→ **Collected data entries**:
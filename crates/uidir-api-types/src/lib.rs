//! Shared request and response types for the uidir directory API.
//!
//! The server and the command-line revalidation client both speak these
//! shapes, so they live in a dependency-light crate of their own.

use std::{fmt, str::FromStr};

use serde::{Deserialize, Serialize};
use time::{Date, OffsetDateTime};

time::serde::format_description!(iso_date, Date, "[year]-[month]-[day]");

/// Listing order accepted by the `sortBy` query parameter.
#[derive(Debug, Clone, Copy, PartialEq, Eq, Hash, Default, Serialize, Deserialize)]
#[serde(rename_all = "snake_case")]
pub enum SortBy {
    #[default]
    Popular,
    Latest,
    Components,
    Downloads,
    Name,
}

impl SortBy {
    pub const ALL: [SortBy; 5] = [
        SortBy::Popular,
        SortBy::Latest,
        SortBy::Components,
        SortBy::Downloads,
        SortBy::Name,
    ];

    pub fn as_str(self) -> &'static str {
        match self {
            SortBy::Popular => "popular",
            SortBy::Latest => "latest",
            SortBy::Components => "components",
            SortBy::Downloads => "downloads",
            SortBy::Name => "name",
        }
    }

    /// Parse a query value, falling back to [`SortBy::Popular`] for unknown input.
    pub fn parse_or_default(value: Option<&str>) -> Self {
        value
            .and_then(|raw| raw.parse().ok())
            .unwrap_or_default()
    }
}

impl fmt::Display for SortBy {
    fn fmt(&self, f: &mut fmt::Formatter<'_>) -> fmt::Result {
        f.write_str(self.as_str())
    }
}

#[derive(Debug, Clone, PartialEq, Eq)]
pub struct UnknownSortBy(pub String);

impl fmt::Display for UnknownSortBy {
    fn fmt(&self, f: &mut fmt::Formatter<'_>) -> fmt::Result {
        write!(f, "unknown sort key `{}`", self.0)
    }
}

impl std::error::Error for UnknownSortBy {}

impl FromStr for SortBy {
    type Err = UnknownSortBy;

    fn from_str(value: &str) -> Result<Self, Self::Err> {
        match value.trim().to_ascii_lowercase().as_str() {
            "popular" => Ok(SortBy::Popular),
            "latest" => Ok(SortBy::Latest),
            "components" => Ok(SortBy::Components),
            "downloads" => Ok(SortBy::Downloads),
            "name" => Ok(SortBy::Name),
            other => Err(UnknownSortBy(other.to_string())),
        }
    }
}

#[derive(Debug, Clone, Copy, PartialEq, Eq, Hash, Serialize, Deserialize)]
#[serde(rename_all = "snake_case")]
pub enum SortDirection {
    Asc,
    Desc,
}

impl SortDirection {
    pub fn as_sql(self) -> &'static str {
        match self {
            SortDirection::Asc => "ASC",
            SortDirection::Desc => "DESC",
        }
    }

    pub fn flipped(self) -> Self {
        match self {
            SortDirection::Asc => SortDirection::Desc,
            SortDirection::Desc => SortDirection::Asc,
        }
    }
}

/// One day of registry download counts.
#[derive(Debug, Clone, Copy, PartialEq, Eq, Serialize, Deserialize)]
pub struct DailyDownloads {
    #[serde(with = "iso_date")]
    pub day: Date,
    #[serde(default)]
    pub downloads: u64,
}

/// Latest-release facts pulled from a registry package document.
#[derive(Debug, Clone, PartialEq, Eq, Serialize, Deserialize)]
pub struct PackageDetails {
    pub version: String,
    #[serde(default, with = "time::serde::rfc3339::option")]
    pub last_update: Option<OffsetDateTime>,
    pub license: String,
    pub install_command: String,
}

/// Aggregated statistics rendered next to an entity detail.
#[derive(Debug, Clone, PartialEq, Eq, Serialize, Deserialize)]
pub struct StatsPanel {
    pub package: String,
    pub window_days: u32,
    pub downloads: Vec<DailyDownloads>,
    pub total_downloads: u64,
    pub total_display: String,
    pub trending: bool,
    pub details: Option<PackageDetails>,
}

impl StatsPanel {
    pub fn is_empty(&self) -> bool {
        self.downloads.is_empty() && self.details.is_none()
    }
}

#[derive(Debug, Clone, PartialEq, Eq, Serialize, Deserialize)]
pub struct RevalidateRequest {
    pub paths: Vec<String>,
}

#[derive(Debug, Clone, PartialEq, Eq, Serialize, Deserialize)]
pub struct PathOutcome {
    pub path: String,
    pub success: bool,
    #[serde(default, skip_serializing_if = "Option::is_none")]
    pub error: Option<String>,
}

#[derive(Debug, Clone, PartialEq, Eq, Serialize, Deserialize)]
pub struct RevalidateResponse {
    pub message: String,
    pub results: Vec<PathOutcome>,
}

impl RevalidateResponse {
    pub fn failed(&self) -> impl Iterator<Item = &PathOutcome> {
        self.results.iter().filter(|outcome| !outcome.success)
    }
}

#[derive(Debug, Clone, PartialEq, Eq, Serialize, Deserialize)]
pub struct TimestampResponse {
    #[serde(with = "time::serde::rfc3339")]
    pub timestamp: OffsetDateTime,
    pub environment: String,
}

--

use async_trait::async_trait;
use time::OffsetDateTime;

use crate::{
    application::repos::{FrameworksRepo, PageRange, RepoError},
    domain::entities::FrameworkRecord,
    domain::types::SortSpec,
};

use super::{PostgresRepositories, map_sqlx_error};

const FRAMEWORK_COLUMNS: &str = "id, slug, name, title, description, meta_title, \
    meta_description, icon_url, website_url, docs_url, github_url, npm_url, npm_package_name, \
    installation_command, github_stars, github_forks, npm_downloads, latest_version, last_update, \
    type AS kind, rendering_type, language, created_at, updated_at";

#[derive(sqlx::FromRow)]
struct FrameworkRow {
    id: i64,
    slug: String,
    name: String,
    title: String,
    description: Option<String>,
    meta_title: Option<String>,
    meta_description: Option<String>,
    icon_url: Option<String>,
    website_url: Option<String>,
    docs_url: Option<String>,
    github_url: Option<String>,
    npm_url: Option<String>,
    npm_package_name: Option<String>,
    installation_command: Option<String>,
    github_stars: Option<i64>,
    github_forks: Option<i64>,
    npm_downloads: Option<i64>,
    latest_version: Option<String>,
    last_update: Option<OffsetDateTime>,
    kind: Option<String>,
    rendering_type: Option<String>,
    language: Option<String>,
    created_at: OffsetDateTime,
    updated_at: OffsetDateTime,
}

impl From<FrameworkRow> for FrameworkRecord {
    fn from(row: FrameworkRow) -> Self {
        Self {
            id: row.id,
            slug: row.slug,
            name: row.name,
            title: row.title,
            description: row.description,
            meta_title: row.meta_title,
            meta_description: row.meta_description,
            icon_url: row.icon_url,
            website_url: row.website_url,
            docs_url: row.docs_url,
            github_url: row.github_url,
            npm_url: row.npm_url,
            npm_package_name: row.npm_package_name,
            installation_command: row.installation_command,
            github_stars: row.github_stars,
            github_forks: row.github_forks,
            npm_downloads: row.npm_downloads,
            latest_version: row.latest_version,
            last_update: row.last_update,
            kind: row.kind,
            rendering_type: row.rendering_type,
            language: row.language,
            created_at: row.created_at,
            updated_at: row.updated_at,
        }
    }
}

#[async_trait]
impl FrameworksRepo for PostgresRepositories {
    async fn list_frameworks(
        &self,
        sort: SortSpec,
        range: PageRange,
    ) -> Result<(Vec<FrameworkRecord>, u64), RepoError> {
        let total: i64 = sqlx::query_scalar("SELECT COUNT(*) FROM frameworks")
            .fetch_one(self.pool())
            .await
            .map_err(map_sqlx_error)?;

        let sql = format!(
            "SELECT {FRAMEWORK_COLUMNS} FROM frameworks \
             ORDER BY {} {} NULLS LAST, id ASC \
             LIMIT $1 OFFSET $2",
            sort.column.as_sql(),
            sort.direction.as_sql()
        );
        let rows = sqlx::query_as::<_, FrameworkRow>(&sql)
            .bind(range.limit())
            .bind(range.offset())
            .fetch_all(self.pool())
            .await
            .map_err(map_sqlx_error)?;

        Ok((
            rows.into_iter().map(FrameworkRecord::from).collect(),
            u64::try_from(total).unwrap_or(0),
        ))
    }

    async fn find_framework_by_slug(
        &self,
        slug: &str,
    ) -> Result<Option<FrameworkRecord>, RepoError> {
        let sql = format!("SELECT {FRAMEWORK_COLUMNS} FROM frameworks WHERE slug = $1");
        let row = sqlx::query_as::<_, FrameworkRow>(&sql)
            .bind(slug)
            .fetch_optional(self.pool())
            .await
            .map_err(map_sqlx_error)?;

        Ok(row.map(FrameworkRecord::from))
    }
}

→ **WHAT YOU HAVE TO DO**: Beginning at the line with "filename crates/uidir-api-types/src/lib.rs" and stopping after the line with "pub struct UnknownSortBy(pub String);", please write out every line of the data above exactly and nothing else.

→ **TASK SOLUTION**:
filename crates/uidir-api-types/src/lib.rs
//! Shared request and response types for the uidir directory API.
//!
//! The server and the command-line revalidation client both speak these
//! shapes, so they live in a dependency-light crate of their own.

use std::{fmt, str::FromStr};

use serde::{Deserialize, Serialize};
use time::{Date, OffsetDateTime};

time::serde::format_description!(iso_date, Date, "[year]-[month]-[day]");

/// Listing order accepted by the `sortBy` query parameter.
#[derive(Debug, Clone, Copy, PartialEq, Eq, Hash, Default, Serialize, Deserialize)]
#[serde(rename_all = "snake_case")]
pub enum SortBy {
    #[default]
    Popular,
    Latest,
    Components,
    Downloads,
    Name,
}

impl SortBy {
    pub const ALL: [SortBy; 5] = [
        SortBy::Popular,
        SortBy::Latest,
        SortBy::Components,
        SortBy::Downloads,
        SortBy::Name,
    ];

    pub fn as_str(self) -> &'static str {
        match self {
            SortBy::Popular => "popular",
            SortBy::Latest => "latest",
            SortBy::Components => "components",
            SortBy::Downloads => "downloads",
            SortBy::Name => "name",
        }
    }

    /// Parse a query value, falling back to [`SortBy::Popular`] for unknown input.
    pub fn parse_or_default(value: Option<&str>) -> Self {
        value
            .and_then(|raw| raw.parse().ok())
            .unwrap_or_default()
    }
}

impl fmt::Display for SortBy {
    fn fmt(&self, f: &mut fmt::Formatter<'_>) -> fmt::Result {
        f.write_str(self.as_str())
    }
}

#[derive(Debug, Clone, PartialEq, Eq)]
pub struct UnknownSortBy(pub String);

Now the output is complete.